- Ballyhea Location in Ireland
- Coordinates: 52°19′36″N 8°40′01″W﻿ / ﻿52.32675°N 8.66707°W
- Country: Ireland
- Province: Munster
- County: County Cork
- Irish Grid Reference: R544177

= Ballyhea =

Civil parish in County Cork, Ireland

Ballyhea or Ballyhay is a townland and civil parish in north County Cork, Ireland. Located near to the County Limerick border, the village of Ballyhea lies on the main N20 Cork–Limerick road, 3.5 km south of Charleville. It lies approximately 110 m above sea level.

==Area and etymology==
Ballyhea covers a wide area and has five graveyards. These relate to the five parishes of Aglishdrinagh, Ardskeagh, Ballyhea (Ballyhay), Cooline, and Imprick which make up the broad area. It borders Newtownshandrum, Charleville, Ardpatrick, Effin, Churchtown, Liscarroll, Doneraile and Buttevant. Previously named as Ballyhaura in early 19th century publications such as the Union Gazetteer for Gt. Br. & Ireland.

Ballyhea means "place of Aodb or Aedh". Aodb had his residence in the 900s in the townland known as Lios Baile Aodb/Lisballyhea (circular stone homestead of Aodb). His clan was said to be one of the earliest to settle in the area.

==History==
The main estate in the area was one of a group owned by the FitzGerald family. Known as "Castle Dodd" or "Castle Dod", the estate's main house incorporated the structure of an earlier castle, and became the home of the Harrison family from the mid-18th century. Becoming known as Castle Harrison, the house fell into disuse after the estate was acquired by the Irish Land Commission in 1956. Castle Harrison was subsequently demolished.

A Ballyhea man, called William Burke (brother of one of the accused) from Ballyhea, played a role in the Doneraile Conspiracy of 1829, by riding from Doneraile to Derrynane in County Kerry, to retain Daniel O’Connell as legal counsel. Willian Burke died on 7 April 1876, and was buried in Shandrum Cemetery, near Charleville.

Con O'Brien (1883-1946), known as Bard of Ballyhea, wrote numerous poems about Ballyhea, and the surrounding area. These were published in a 1981 book called The Poems of Con O'Brien the Bard of Ballyhea, published by Charleville (County Cork) Oriel Press.

==Religion==
There is one Roman Catholic church, St. Mary's, and a relatively modern cemetery, linked to an older cemetery off the Limerick Road. There is an older Catholic church in the graveyard in Ballyhea (Ballyhay), built circa 1200 by the Norman family, the De Cogans. It ceased religious service circa 1800 and has fallen into ruin since then. In 1831, the population was judged to be 7,400 Catholics and 340 Protestants, with only 15 members belonging to the Church of England.

==Sport==
Ballyhea GAA club was formed in 1884. The club has won County Championships in Senior, Intermediate, Junior and Juvenile hurling.
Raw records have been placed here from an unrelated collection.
//! Authenticated execution of item API requests.
//!
//! # Design
//! `Gateway` is the one place where a built request meets the network. It
//! stamps the bearer credential from the `TokenStore`, hands the request to
//! the host's `Transport` exactly once, and reacts to 401 globally: the token
//! is cleared and the host is sent to the login view, while the caller still
//! receives `ApiError::Unauthorized` for its own handling.

use tracing::{debug, error, warn};

use crate::client::ItemClient;
use crate::error::ApiError;
use crate::http::{HttpRequest, HttpResponse, Transport};
use crate::session::{Navigator, Route, TokenStore};
use crate::types::{DeleteResponse, Item, ItemPage, ItemPayload, LoginRequest, LoginResponse};

pub struct Gateway<T, S, N> {
    client: ItemClient,
    transport: T,
    tokens: S,
    navigator: N,
}

impl<T, S, N> Gateway<T, S, N>
where
    T: Transport,
    S: TokenStore,
    N: Navigator,
{
    pub fn new(client: ItemClient, transport: T, tokens: S, navigator: N) -> Self {
        Self {
            client,
            transport,
            tokens,
            navigator,
        }
    }

    pub fn client(&self) -> &ItemClient {
        &self.client
    }

    pub fn tokens(&self) -> &S {
        &self.tokens
    }

    pub fn navigator(&self) -> &N {
        &self.navigator
    }

    pub fn transport(&self) -> &T {
        &self.transport
    }

    /// Send one request with the current credential attached.
    pub fn execute(&self, mut request: HttpRequest) -> Result<HttpResponse, ApiError> {
        if let Some(token) = self.tokens.get() {
            request
                .headers
                .retain(|(k, _)| !k.eq_ignore_ascii_case("authorization"));
            request
                .headers
                .push(("authorization".to_string(), token.bearer()));
        }

        debug!(method = %request.method, path = %request.path, "sending request");
        let response = self.transport.send(&request).map_err(|e| {
            error!(method = %request.method, path = %request.path, error = %e, "request failed");
            ApiError::from(e)
        })?;
        debug!(status = response.status, path = %request.path, "received response");

        if response.status == 401 {
            warn!(path = %request.path, "session rejected, returning to login");
            self.tokens.clear();
            self.navigator.navigate(Route::Login);
            return Err(ApiError::Unauthorized);
        }
        Ok(response)
    }

    pub fn login(&self, credentials: &LoginRequest) -> Result<LoginResponse, ApiError> {
        let request = self.client.build_login(credentials)?;
        self.client.parse_login(self.execute(request)?)
    }

    pub fn list_items(&self, page: u32, page_size: u32) -> Result<ItemPage, ApiError> {
        let request = self.client.build_list_items(page, page_size);
        self.client.parse_list_items(self.execute(request)?)
    }

    pub fn get_item(&self, id: i64) -> Result<Item, ApiError> {
        let request = self.client.build_get_item(id);
        self.client.parse_get_item(self.execute(request)?)
    }

    pub fn create_item(&self, input: &ItemPayload) -> Result<Item, ApiError> {
        let request = self.client.build_create_item(input)?;
        self.client.parse_create_item(self.execute(request)?)
    }

    pub fn update_item(&self, id: i64, input: &ItemPayload) -> Result<Item, ApiError> {
        let request = self.client.build_update_item(id, input)?;
        self.client.parse_update_item(self.execute(request)?)
    }

    pub fn delete_item(&self, id: i64) -> Result<DeleteResponse, ApiError> {
        let request = self.client.build_delete_item(id);
        self.client.parse_delete_item(self.execute(request)?)
    }
}
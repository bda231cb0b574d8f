//! Plain-text rendering of items, pages and errors.

use std::fmt::Write;

use item_admin_core::{FieldErrorMap, HookError, Item, ItemList};

pub fn item_table(list: &ItemList) -> String {
    let mut out = String::new();
    let _ = writeln!(out, "{:>6}  {:<50}  {:>10}  DESCRIPTION", "ID", "NAME", "PRICE");
    for item in list.items() {
        let _ = writeln!(
            out,
            "{:>6}  {:<50}  {:>10.2}  {}",
            item.id.map(|id| id.to_string()).unwrap_or_else(|| "-".to_string()),
            item.name,
            item.price,
            item.description
        );
    }
    if list.items().is_empty() {
        let _ = writeln!(out, "(no items)");
    }
    let _ = write!(
        out,
        "page {} of {} ({} items)",
        list.page(),
        list.total_pages(),
        list.total_count()
    );
    out
}

pub fn item_detail(item: &Item) -> String {
    let id = item.id.map(|id| id.to_string()).unwrap_or_else(|| "draft".to_string());
    format!(
        "id:          {id}\nname:        {}\ndescription: {}\nprice:       {:.2}",
        item.name, item.description, item.price
    )
}

pub fn field_errors(errors: &FieldErrorMap) -> String {
    errors
        .iter()
        .map(|(field, message)| format!("  {field}: {message}"))
        .collect::<Vec<_>>()
        .join("\n")
}

pub fn hook_error(error: &HookError) -> String {
    match error {
        HookError::FieldErrors(errors) => format!("validation failed:\n{}", field_errors(errors)),
        other => other.to_string(),
    }
}

#[cfg(test)]
mod tests {
    use super::*;

    fn item() -> Item {
        Item {
            id: Some(3),
            name: "Lamp".to_string(),
            description: "Desk lamp".to_string(),
            price: 12.5,
        }
    }

    #[test]
    fn detail_formats_price_with_two_decimals() {
        let out = item_detail(&item());
        assert!(out.contains("id:          3"));
        assert!(out.contains("price:       12.50"));
    }

    #[test]
    fn empty_table_says_so() {
        let out = item_table(&ItemList::default());
        assert!(out.contains("(no items)"));
        assert!(out.ends_with("page 1 of 0 (0 items)"));
    }

    #[test]
    fn field_errors_one_per_line() {
        let errors = FieldErrorMap::from_iter([("name", "Name is required"), ("price", "bad")]);
        assert_eq!(
            field_errors(&errors),
            "  name: Name is required\n  price: bad"
        );
        assert!(hook_error(&HookError::FieldErrors(errors)).starts_with("validation failed:"));
        assert_eq!(hook_error(&HookError::NotFound), "Item not found");
    }
}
In later years a Camogie Club was set up and three County Titles have been won by this club. The hurling team regraded to intermediate at the end of 2003. It took them until the 2015 season to return to senior.

==Transport==
Ballyhea is on the main Limerick–Cork bus route with a stop near the parish church.

The nearby town of Charleville has a station on Cork-Dublin railway line (formerly the Great Southern Line).

==Amenities==
Ballyhea has a series of marked mountain walk ways at Ballinboola and is part of the Ballyhoura Trail. There is a large artificial lake (40 acres), created by the extraction of gravel, with a range of wildlife; it is privately owned.

The greater Ballyhea area has a number of businesses, including a Lidl warehouse on the N20 at Pike Cross, and Dawn Meats at Ardnageehy.

Ballyhea Community Council, which evolved in the 1970s from a Munitir Na Tíre group, organises a number of activities locally, including an annual Christmas meal for the elderly of the parish. A group of parents also came together in 2000 to form the Ballyhea Pre-school Group.

==Bank bailout marches==

Ballyhea residents were noted for their weekly marches, beginning in February 2011, in protest against taxpayer-funded bailouts of Irish banks. Activist Diarmuid O'Flynn was a spokesperson for the residents, and was involved in documenting bank bailout payments as they happened. The final march took place on 8 March 2020.